Was braucht es also? - Wie Kollege Wiederkehr schon gesagt hat, Integrationspolitik ist eine große Herausforderung. Es wird nie genug Arbeit dazu geben können, aber der gute Kurs der Stadt Wien mit seinen vielen integrativen Angeboten muss dringend fortgesetzt werden (Ruf: … die Sima in Favoriten …), sei es mit dem Startpaket der Stadt, das jede Person, die in Wien ankommt, sofort als Erstunterstützung erhält, sei es mit zahlreichen Angeboten darüber hinaus.
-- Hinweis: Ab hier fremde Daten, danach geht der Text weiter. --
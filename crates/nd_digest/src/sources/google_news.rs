use std::time::Duration;

use async_trait::async_trait;
use chrono::{DateTime, Utc};
use nd_core::types::parse_published_at;
use nd_core::{Article, Error, HeadlineSource, Result};
use reqwest::Client;
use tracing::debug;
use url::Url;

pub const DEFAULT_SEARCH_URL: &str = "https://news.google.com/rss/search";
pub const DEFAULT_MAX_ARTICLES: usize = 10;
const USER_AGENT: &str = "Mozilla/5.0";
const REQUEST_TIMEOUT: Duration = Duration::from_secs(20);

/// Recent headlines for a topic from the Google News search feed.
#[derive(Debug, Clone)]
pub struct GoogleNewsSource {
    client: Client,
    search_url: String,
    max_age: chrono::Duration,
    max_articles: usize,
}

impl GoogleNewsSource {
    pub fn new(max_article_hours: i64) -> Result<Self> {
        let max_age = chrono::Duration::try_hours(max_article_hours)
            .ok_or_else(|| Error::Config(format!("Article age of {} hours is out of range", max_article_hours)))?;
        let client = Client::builder()
            .user_agent(USER_AGENT)
            .timeout(REQUEST_TIMEOUT)
            .build()?;
        Ok(Self {
            client,
            search_url: DEFAULT_SEARCH_URL.to_string(),
            max_age,
            max_articles: DEFAULT_MAX_ARTICLES,
        })
    }

    pub fn with_search_url(mut self, search_url: impl Into<String>) -> Self {
        self.search_url = search_url.into();
        self
    }

    pub fn with_max_articles(mut self, max_articles: usize) -> Self {
        self.max_articles = max_articles;
        self
    }

    pub fn feed_url(&self, topic: &str) -> Result<Url> {
        Url::parse_with_params(&self.search_url, &[("q", topic)])
            .map_err(|e| Error::Feed(format!("Invalid feed URL for {}: {}", topic, e)))
    }
}

#[async_trait]
impl HeadlineSource for GoogleNewsSource {
    fn name(&self) -> &str {
        "Google News"
    }

    async fn fetch(&self, topic: &str) -> Result<Vec<Article>> {
        let url = self.feed_url(topic)?;
        let body = self
            .client
            .get(url)
            .send()
            .await?
            .error_for_status()?
            .bytes()
            .await?;
        let cutoff = Utc::now()
            .checked_sub_signed(self.max_age)
            .ok_or_else(|| Error::Config(format!("Article age window {} is out of range", self.max_age)))?;
        parse_feed(&body, cutoff, self.max_articles)
    }
}

/// Extracts up to `limit` items published after `cutoff`, in feed order.
///
/// Items without a parseable `pubDate` are skipped. A missing title becomes
/// "No title".
pub fn parse_feed(content: &[u8], cutoff: DateTime<Utc>, limit: usize) -> Result<Vec<Article>> {
    let channel = rss::Channel::read_from(content).map_err(|e| Error::Feed(format!("Invalid RSS: {}", e)))?;

    let mut articles = Vec::new();
    for item in channel.items() {
        if articles.len() >= limit {
            break;
        }
        let Some(pub_date) = item.pub_date() else {
            continue;
        };
        let Some(published) = parse_published_at(pub_date) else {
            debug!("Skipping item with malformed pubDate {:?}", pub_date);
            continue;
        };
        if published.with_timezone(&Utc) <= cutoff {
            continue;
        }
        articles.push(Article::new(
            item.title().unwrap_or("No title"),
            item.link().unwrap_or_default(),
            pub_date,
        ));
    }

    Ok(articles)
}
//! User preferences: topic and keyword weights plus ban/demote overrides.

use std::fmt::Write;
use std::str::FromStr;

use indexmap::IndexMap;
use tracing::{debug, warn};

use crate::normalize::normalize;

/// Raw rows of a key-value table, header excluded.
pub type KeyValues = IndexMap<String, String>;

#[derive(Debug, Clone, Copy, PartialEq, Eq)]
pub enum OverrideKind {
    Ban,
    Demote,
}

impl FromStr for OverrideKind {
    type Err = String;

    fn from_str(s: &str) -> std::result::Result<Self, Self::Err> {
        match s.trim().to_lowercase().as_str() {
            "ban" => Ok(Self::Ban),
            "demote" => Ok(Self::Demote),
            other => Err(format!("unknown override kind: {}", other)),
        }
    }
}

#[derive(Debug, Clone, Default, PartialEq)]
pub struct PreferenceModel {
    pub topics: IndexMap<String, u8>,
    pub keywords: IndexMap<String, u8>,
    pub overrides: IndexMap<String, OverrideKind>,
}

impl PreferenceModel {
    pub fn from_tables(topics: &KeyValues, keywords: &KeyValues, overrides: &KeyValues) -> Self {
        Self {
            topics: parse_weights(topics),
            keywords: parse_weights(keywords),
            overrides: parse_overrides(overrides),
        }
    }

    pub fn banned_terms(&self) -> Vec<&str> {
        self.terms_of(OverrideKind::Ban)
    }

    pub fn demoted_terms(&self) -> Vec<&str> {
        self.terms_of(OverrideKind::Demote)
    }

    fn terms_of(&self, kind: OverrideKind) -> Vec<&str> {
        self.overrides
            .iter()
            .filter(|(_, k)| **k == kind)
            .map(|(term, _)| term.as_str())
            .collect()
    }

    /// Whether any banned term occurs in the normalized form of `title`.
    pub fn is_banned(&self, title: &str) -> bool {
        let text = normalize(title);
        self.banned_terms().into_iter().any(|term| {
            let term = normalize(term);
            !term.is_empty() && text.contains(&term)
        })
    }

    /// Text rendering handed to the ranking model.
    pub fn render(&self, demote_factor: f64) -> String {
        let mut sections = Vec::new();

        if !self.topics.is_empty() {
            sections.push(ranked_section("User topics (ranked 1-5 in importance):", &self.topics));
        }
        if !self.keywords.is_empty() {
            sections.push(ranked_section(
                "Headline keywords (ranked 1-5 in importance):",
                &self.keywords,
            ));
        }

        let banned = self.banned_terms();
        if !banned.is_empty() {
            sections.push(list_section(
                "Banned terms (must not appear in topics or headlines):",
                &banned,
            ));
        }

        let demoted = self.demoted_terms();
        if !demoted.is_empty() {
            let header = format!(
                "Demoted terms (consider headlines with these terms {} times as important to the user, all else equal):",
                demote_factor
            );
            sections.push(list_section(&header, &demoted));
        }

        sections.join("\n\n")
    }
}

fn ranked_section(header: &str, weights: &IndexMap<String, u8>) -> String {
    let mut ranked: Vec<(&String, &u8)> = weights.iter().collect();
    // Stable, so equal scores keep table order.
    ranked.sort_by(|a, b| b.1.cmp(a.1));

    let mut out = header.to_string();
    for (name, score) in ranked {
        let _ = write!(out, "\n- {}: {}", name, score);
    }
    out
}

fn list_section(header: &str, terms: &[&str]) -> String {
    let mut out = header.to_string();
    for term in terms {
        let _ = write!(out, "\n- {}", term);
    }
    out
}

/// Importance scores run from 1 (lowest) to 5 (highest).
pub const SCORE_RANGE: std::ops::RangeInclusive<u8> = 1..=5;

/// Parses importance scores, skipping rows whose value is not an integer in
/// [`SCORE_RANGE`].
pub fn parse_weights(rows: &KeyValues) -> IndexMap<String, u8> {
    let mut weights = IndexMap::new();
    for (key, value) in rows {
        let key = key.trim();
        if key.is_empty() {
            continue;
        }
        match value.trim().parse::<u8>() {
            Ok(score) if SCORE_RANGE.contains(&score) => {
                weights.insert(key.to_string(), score);
            }
            Ok(score) => warn!("Skipping weight row '{}' = {:?}: score {} is not between 1 and 5", key, value, score),
            Err(e) => warn!("Skipping weight row '{}' = {:?}: {}", key, value, e),
        }
    }
    weights
}

/// Parses ban/demote overrides. Terms are lowercased; unknown kinds are skipped.
pub fn parse_overrides(rows: &KeyValues) -> IndexMap<String, OverrideKind> {
    let mut overrides = IndexMap::new();
    for (term, kind) in rows {
        let term = term.trim().to_lowercase();
        if term.is_empty() {
            continue;
        }
        match kind.parse::<OverrideKind>() {
            Ok(kind) => {
                overrides.insert(term, kind);
            }
            Err(e) => debug!("Ignoring override '{}': {}", term, e),
        }
    }
    overrides
}

#[cfg(test)]
mod tests {
    use super::*;

    fn table(rows: &[(&str, &str)]) -> KeyValues {
        rows.iter().map(|(k, v)| (k.to_string(), v.to_string())).collect()
    }

    fn model() -> PreferenceModel {
        PreferenceModel::from_tables(
            &table(&[("Technology", "3"), ("Climate", "5"), ("Gardening", "lots")]),
            &table(&[("AI", "4"), ("", "2")]),
            &table(&[("Celebrity", "BAN"), ("opinion", "demote"), ("weather", "maybe")]),
        )
    }

    #[test]
    fn test_non_numeric_rows_are_skipped() {
        let prefs = model();
        assert_eq!(prefs.topics.len(), 2);
        assert!(!prefs.topics.contains_key("Gardening"));
        assert_eq!(prefs.keywords.len(), 1);
    }

    #[test]
    fn test_out_of_range_scores_are_skipped() {
        let weights = parse_weights(&table(&[("Zero", "0"), ("Six", "6"), ("Max", "255"), ("Low", "1"), ("High", " 5 ")]));
        assert_eq!(weights.keys().collect::<Vec<_>>(), vec!["Low", "High"]);
        assert_eq!(weights["High"], 5);
    }

    #[test]
    fn test_overrides() {
        let prefs = model();
        assert_eq!(prefs.banned_terms(), vec!["celebrity"]);
        assert_eq!(prefs.demoted_terms(), vec!["opinion"]);
        assert!(!prefs.overrides.contains_key("weather"));
    }

    #[test]
    fn test_is_banned_matches_normalized_forms() {
        let prefs = model();
        assert!(prefs.is_banned("Celebrities attend gala"));
        assert!(prefs.is_banned("New CELEBRITY feud"));
        assert!(!prefs.is_banned("Senate passes budget"));
    }

    #[test]
    fn test_render_orders_by_score() {
        let text = model().render(0.5);
        let climate = text.find("- Climate: 5").unwrap();
        let tech = text.find("- Technology: 3").unwrap();
        assert!(climate < tech);
        assert!(text.contains("Banned terms (must not appear in topics or headlines):\n- celebrity"));
        assert!(text.contains("these terms 0.5 times as important"));
        assert!(text.contains("\n- opinion"));
    }

    #[test]
    fn test_render_empty_model() {
        assert_eq!(PreferenceModel::default().render(0.5), "");
    }
}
Wir werden niemals wegsehen, und die Menschenrechtsstadt Wien hat hier in vielen Bereichen gute Arbeit gemacht, nicht nur in den letzten 20 Jahren mit der dafür eigens geschaffenen Magistratsabteilung 17, die unter der Leitung von Ursula Struppe hervorragende Arbeit geleistet hat, sondern auch durch zahlreiche Unterstützungs- und Förderungsmaßnahmen in verschiedensten Bereichen - von Kultur bis Sport, von Freizeitaktivität bis zur Bildung.

 

Und diese Angebote wollen wir erweitern und werden wir erweitern - dafür stehen auch die GRÜNEN. Es braucht ein gezieltes Anwerben von Pädagoginnen und Pädagogen mit Migrationshintergrund oder Fluchtbiographien. Und wir müssen so schnell wie möglich - im Gegensatz zu Ihrer Meinung - das Deutschförderklassen-System beenden, denn dort sind wieder nur Menschen mit unzureichenden Deutschkenntnissen unter sich und werden exkludiert.

 

Neben der Bildung werden wir uns weiterhin darum kümmern müssen, dass Wienerinnen und Wiener, egal, welcher Herkunft, aber natürlich durch die Situation am Arbeitsmarkt und den Bildungsbiographien besonders betroffene Wienerinnen und Wiener mit Flucht- und Migrationserfahrung, am Wohnungsmarkt gefördert und unterstützt werden. Es braucht weiterhin eine Wohnbauoffensive, damit jene, die die geförderten Wohnungen oftmals bauen, auch darin wohnen können. Vor 100 Jahren wurde Wien mit seinem sozialen Wohnbausystem weltberühmt und hat enorm dazu beigetragen, dass sich Menschen zu einem realen Mietpreis Wohnraum leisten konnten.

 

Um Integration und Inklusion zu schaffen, müssen Rassismus und Hetze beendet werden. Rassismus ist - wem sage ich das hier in diesem Landtag - nach wie vor neben Antisemitismus in Wien sehr präsent und leider der Alltag für viele Menschen. Dennoch lehnen viele Wienerinnen und Wiener diesen Hass ab, wissen aber oft nicht, wie sie ihm begegnen sollen. Es braucht also entsprechende Schulungen und Bildungsmöglichkeiten, um diese Formen der Diskriminierung zu bekämpfen.

 

Viertens unterstützen wir die WienerInnen mit Deutschkursen und Mehrsprachenangeboten, erweitern den Zugang zum Arbeitsmarkt für Menschen mit Flucht- und Migrationsbiographien, erweitern das Angebot von Fachsprachkursen. Denn Leistung an der Gesellschaft, wie das Herr Kollege Nepp genannt hat, ist nur dann möglich, wenn man sie ihnen auch bieten kann. Besonders am Arbeitsmarkt stehen Menschen mit Migrationshintergrund und Geflüchtete oftmals in Konkurrenz zueinander, in niederqualifizierten Arbeitsfeldern, obwohl teilweise viel besser qualifiziert. Wer von uns kennt denn nicht die Studentin, den Studenten oder den Akademiker, die Akademikerin als Fahrradkurier, als Taxlerin? Wir alle kennen solche und sind ihnen schon begegnet.